Bellissimo post su una delle band più strambe della storia (che però a me piace abbastanza). Ne incollo una lunga parte perchè è davvero spassoso:
L’Islanda ce l’ha questa tendenza ad ammorbare le vite dei popoli civilizzati con le sue flatulenze. Ora tutti pensano che la nube tossica del vulcano preistorico sia il più terribile flagello che l'Islanda abbia mai prodotto, ma questo solo perché, di quei tutti, evidentemente nessuno ascolta i Sigur Rós.
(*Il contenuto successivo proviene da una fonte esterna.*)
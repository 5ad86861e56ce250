//! Config & Bootstrap (C9): CLI flags, required environment validation,
//! and bind-address resolution, folded into one immutable value threaded
//! through every component that needs it (§3, §4.9, §6).

use std::env;
use std::io::IsTerminal;
use std::net::{IpAddr, Ipv4Addr};

use clap::Parser;
use log::warn;

#[derive(Parser, Debug)]
#[command(name = "arenasrv", version, about = "Multiplayer shooter lobby/matchmaking master server")]
struct Cli {
    /// Bind address; default auto-detects the host's non-loopback interface.
    #[arg(short = 'i', long = "ip-address")]
    ip_address: Option<IpAddr>,

    /// TCP listen port for the master protocol.
    #[arg(short = 'p', long = "port-master", default_value_t = 30001)]
    port_master: u16,

    /// UDP port for the holepunch endpoint.
    #[arg(short = 'P', long = "port-holepunch", default_value_t = 30002)]
    port_holepunch: u16,

    /// Log every inbound/outbound frame as a hex dump at debug level.
    #[arg(short = 'l', long = "log-packets")]
    log_packets: bool,
}

/// Process-wide, resolved once at startup (§3). Cheap to clone; every
/// component that needs a setting gets its own copy rather than reaching
/// back into a global.
#[derive(Debug, Clone)]
pub struct Config {
    pub bind_ip: IpAddr,
    pub port_master: u16,
    pub port_holepunch: u16,
    pub log_packets: bool,
    pub user_service_host: String,
    pub user_service_port: u16,
    pub inv_service_host: String,
    pub inv_service_port: u16,
}

#[derive(Debug, thiserror::Error)]
pub enum ConfigError {
    #[error("missing or unparsable required environment variable {0}")]
    MissingEnv(&'static str),
}

impl Config {
    /// Parse CLI flags and required environment variables into a resolved
    /// `Config`. `clap`'s own `--help`/`--version`/unknown-flag handling
    /// exits the process with code 0 before this function returns, per
    /// §4.9 step 1.
    pub fn load() -> Result<Config, ConfigError> {
        let cli = Cli::parse();

        let user_service_host = required_env("USERSERVICE_HOST")?;
        let user_service_port = required_env_parsed::<u16>("USERSERVICE_PORT")?;
        let inv_service_host = required_env("INVSERVICE_HOST")?;
        let inv_service_port = required_env_parsed::<u16>("INVSERVICE_PORT")?;

        let bind_ip = cli.ip_address.unwrap_or_else(resolve_bind_ip);

        Ok(Config {
            bind_ip,
            port_master: cli.port_master,
            port_holepunch: cli.port_holepunch,
            log_packets: cli.log_packets,
            user_service_host,
            user_service_port,
            inv_service_host,
            inv_service_port,
        })
    }

    pub fn master_addr(&self) -> (IpAddr, u16) {
        (self.bind_ip, self.port_master)
    }

    pub fn holepunch_addr(&self) -> (IpAddr, u16) {
        (self.bind_ip, self.port_holepunch)
    }

    pub fn user_service_base_url(&self) -> String {
        format!("http://{}:{}", self.user_service_host, self.user_service_port)
    }

    pub fn inventory_service_base_url(&self) -> String {
        format!("http://{}:{}", self.inv_service_host, self.inv_service_port)
    }
}

fn required_env(name: &'static str) -> Result<String, ConfigError> {
    env::var(name).map_err(|_| ConfigError::MissingEnv(name))
}

fn required_env_parsed<T: std::str::FromStr>(name: &'static str) -> Result<T, ConfigError> {
    env::var(name)
        .ok()
        .and_then(|v| v.parse().ok())
        .ok_or(ConfigError::MissingEnv(name))
}

/// Enumerate local non-loopback interfaces and pick a bind address per
/// §4.9 step 4. A real interactive prompt only makes sense when a human
/// is attached to stdin; under a supervisor (no TTY) this silently takes
/// the first candidate and logs why.
fn resolve_bind_ip() -> IpAddr {
    let candidates = local_non_loopback_addrs();

    match candidates.len() {
        0 => {
            warn!("no non-loopback interface found; falling back to 0.0.0.0");
            IpAddr::V4(Ipv4Addr::UNSPECIFIED)
        }
        1 => candidates[0],
        _ if std::io::stdin().is_terminal() => prompt_for_address(&candidates),
        _ => {
            warn!(
                "multiple candidate interfaces and no attached terminal; using {} (pass -i to override)",
                candidates[0]
            );
            candidates[0]
        }
    }
}

fn prompt_for_address(candidates: &[IpAddr]) -> IpAddr {
    use std::io::Write;

    println!("Multiple network interfaces found:");
    for (i, addr) in candidates.iter().enumerate() {
        println!("  [{}] {}", i + 1, addr);
    }
    print!("Choose an interface [1-{}]: ", candidates.len());
    let _ = std::io::stdout().flush();

    let mut line = String::new();
    if std::io::stdin().read_line(&mut line).is_ok() {
        if let Ok(choice) = line.trim().parse::<usize>() {
            if choice >= 1 && choice <= candidates.len() {
                return candidates[choice - 1];
            }
        }
    }

    warn!("no valid selection made; using {}", candidates[0]);
    candidates[0]
}

fn local_non_loopback_addrs() -> Vec<IpAddr> {
    match local_ip_address::list_afinet_netifas() {
        Ok(interfaces) => interfaces
            .into_iter()
            .map(|(_name, addr)| addr)
            .filter(|addr| !addr.is_loopback())
            .collect(),
        Err(_) => Vec::new(),
    }
}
Nemmeno io ascolto i Sigur Rós, sono venuto a sapere della loro esistenza giusto qualche anno fa, per caso, quando alla radio un tizio ha detto che i Sigur Rós, insomma, non ne capiva il senso, e io non sono stato lì a indagare, e per tutti gli anni successivi ho vissuto benissimo senza i Sigur Rós e la loro sedicente musica, e ora che sono costretto ad ascoltare i Sigur Rós e la loro sedicente musica tutti i maledetti giorni della maledetta settimana, ricordo quasi con nostalgia quei tempi in cui potevo essere quel genere superiore di persona che disprezza una cosa senza conoscerla, nel caso particolare una musica (se così vogliamo chiamarla) senza averla mai ascoltata. È un comportamento deprecabile e ignorante, ma due volte su tre ci prendi.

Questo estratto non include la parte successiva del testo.